Not to mention, everyone’s a critic when it comes to your work. In Canberra, a group of industry insiders are reaching out to support those for whom the pressure becomes too much.

Amber Kaba (pictured above, bottom right) is spearheading The White Jacket Effect. She wants chefs who don their trademark white jacket to take on responsibility for changing the prevailing kitchen culture and to provide a beacon of easily identifiable hope within the hot-house environment of a busy meal service.

Amber has fallen prey to the devastating realities of a life dedicated to hospitality.

Having been a chef for more than 20 years, earning her credentials at Sydney’s Quay before working in several Michelin-starred restaurants in London, Amber learned early on that she needed to be tough to survive and succeed.

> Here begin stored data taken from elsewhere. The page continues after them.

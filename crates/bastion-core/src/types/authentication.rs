//! `authentication_backend` section

use super::{LdapAuthenticationBackendConfiguration, PasswordConfiguration};
use crate::utils::{parse_duration, DurationError};
use serde::{Deserialize, Serialize};
use std::fmt;
use std::time::Duration;

/// Refresh interval used when none is configured
pub const DEFAULT_REFRESH_INTERVAL: &str = "5m";

/// Never refresh user profiles from the backend
pub const REFRESH_INTERVAL_DISABLE: &str = "disable";

/// Refresh user profiles on every request
pub const REFRESH_INTERVAL_ALWAYS: &str = "always";

/// Where users and their credentials live.
///
/// On disk the section holds optional `file` and `ldap` objects; in memory
/// at most one backend exists. `backend` is `None` when the operator
/// configured neither.
#[derive(Debug, Clone, Default, PartialEq, Eq, Serialize, Deserialize)]
#[serde(
    try_from = "RawAuthenticationBackendConfiguration",
    into = "RawAuthenticationBackendConfiguration"
)]
pub struct AuthenticationBackendConfiguration {
    pub backend: Option<BackendConfiguration>,
    pub refresh_interval: String,
    pub disable_reset_password: bool,
}

#[derive(Debug, Clone, PartialEq, Eq)]
pub enum BackendConfiguration {
    File(FileAuthenticationBackendConfiguration),
    Ldap(LdapAuthenticationBackendConfiguration),
}

impl AuthenticationBackendConfiguration {
    pub fn file(file: FileAuthenticationBackendConfiguration) -> Self {
        Self {
            backend: Some(BackendConfiguration::File(file)),
            ..Default::default()
        }
    }

    pub fn ldap(ldap: LdapAuthenticationBackendConfiguration) -> Self {
        Self {
            backend: Some(BackendConfiguration::Ldap(ldap)),
            ..Default::default()
        }
    }

    pub fn as_file(&self) -> Option<&FileAuthenticationBackendConfiguration> {
        match &self.backend {
            Some(BackendConfiguration::File(file)) => Some(file),
            _ => None,
        }
    }

    pub fn as_file_mut(&mut self) -> Option<&mut FileAuthenticationBackendConfiguration> {
        match &mut self.backend {
            Some(BackendConfiguration::File(file)) => Some(file),
            _ => None,
        }
    }

    pub fn as_ldap(&self) -> Option<&LdapAuthenticationBackendConfiguration> {
        match &self.backend {
            Some(BackendConfiguration::Ldap(ldap)) => Some(ldap),
            _ => None,
        }
    }

    pub fn as_ldap_mut(&mut self) -> Option<&mut LdapAuthenticationBackendConfiguration> {
        match &mut self.backend {
            Some(BackendConfiguration::Ldap(ldap)) => Some(ldap),
            _ => None,
        }
    }

    /// Typed view of `refresh_interval`; blank reads as the default
    pub fn refresh_policy(&self) -> Result<RefreshPolicy, DurationError> {
        if self.refresh_interval.is_empty() {
            return RefreshPolicy::parse(DEFAULT_REFRESH_INTERVAL);
        }
        RefreshPolicy::parse(&self.refresh_interval)
    }
}

/// How often user details are re-read from the backend
#[derive(Debug, Clone, Copy, PartialEq, Eq)]
pub enum RefreshPolicy {
    Disable,
    Always,
    Every(Duration),
}

impl RefreshPolicy {
    pub fn parse(value: &str) -> Result<Self, DurationError> {
        match value {
            REFRESH_INTERVAL_DISABLE => Ok(RefreshPolicy::Disable),
            REFRESH_INTERVAL_ALWAYS => Ok(RefreshPolicy::Always),
            _ => parse_duration(value).map(RefreshPolicy::Every),
        }
    }
}

impl fmt::Display for RefreshPolicy {
    fn fmt(&self, f: &mut fmt::Formatter<'_>) -> fmt::Result {
        match self {
            RefreshPolicy::Disable => f.write_str(REFRESH_INTERVAL_DISABLE),
            RefreshPolicy::Always => f.write_str(REFRESH_INTERVAL_ALWAYS),
            RefreshPolicy::Every(interval) => write!(f, "every {}s", interval.as_secs()),
        }
    }
}

/// Users database stored in a local file
#[derive(Debug, Clone, Default, PartialEq, Eq, Serialize, Deserialize)]
#[serde(default)]
pub struct FileAuthenticationBackendConfiguration {
    pub path: String,
    pub password: PasswordConfiguration,
}

/// Wire shape of the section
#[derive(Debug, Clone, Default, Serialize, Deserialize)]
#[serde(default)]
struct RawAuthenticationBackendConfiguration {
    #[serde(skip_serializing_if = "std::ops::Not::not")]
    disable_reset_password: bool,
    #[serde(skip_serializing_if = "String::is_empty")]
    refresh_interval: String,
    #[serde(skip_serializing_if = "Option::is_none")]
    file: Option<FileAuthenticationBackendConfiguration>,
    #[serde(skip_serializing_if = "Option::is_none")]
    ldap: Option<LdapAuthenticationBackendConfiguration>,
}

impl TryFrom<RawAuthenticationBackendConfiguration> for AuthenticationBackendConfiguration {
    type Error = crate::Error;

    fn try_from(raw: RawAuthenticationBackendConfiguration) -> crate::Result<Self> {
        let backend = match (raw.file, raw.ldap) {
            (Some(_), Some(_)) => return Err(crate::Error::ConflictingBackends),
            (Some(file), None) => Some(BackendConfiguration::File(file)),
            (None, Some(ldap)) => Some(BackendConfiguration::Ldap(ldap)),
            (None, None) => None,
        };

        Ok(Self {
            backend,
            refresh_interval: raw.refresh_interval,
            disable_reset_password: raw.disable_reset_password,
        })
    }
}

impl From<AuthenticationBackendConfiguration> for RawAuthenticationBackendConfiguration {
    fn from(config: AuthenticationBackendConfiguration) -> Self {
        let (file, ldap) = match config.backend {
            Some(BackendConfiguration::File(file)) => (Some(file), None),
            Some(BackendConfiguration::Ldap(ldap)) => (None, Some(ldap)),
            None => (None, None),
        };

        Self {
            disable_reset_password: config.disable_reset_password,
            refresh_interval: config.refresh_interval,
            file,
            ldap,
        }
    }
}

Like so many of her colleagues, Amber pushed through the inherent competitiveness of the industry to make her mark. She endured the ridiculous hours, pressure-cooker environment and loss of connection to family and friends in the name of perfection on a plate. But it was not without cost. Those late-night come-downs after a big dinner service usually ended in drinking. And after a while, alcohol became an emotional crutch that she leaned on every day.

Two years ago, Amber hit rock bottom, acknowledging that her alcohol abuse, which she had cleverly disguised for so long, was controlling her.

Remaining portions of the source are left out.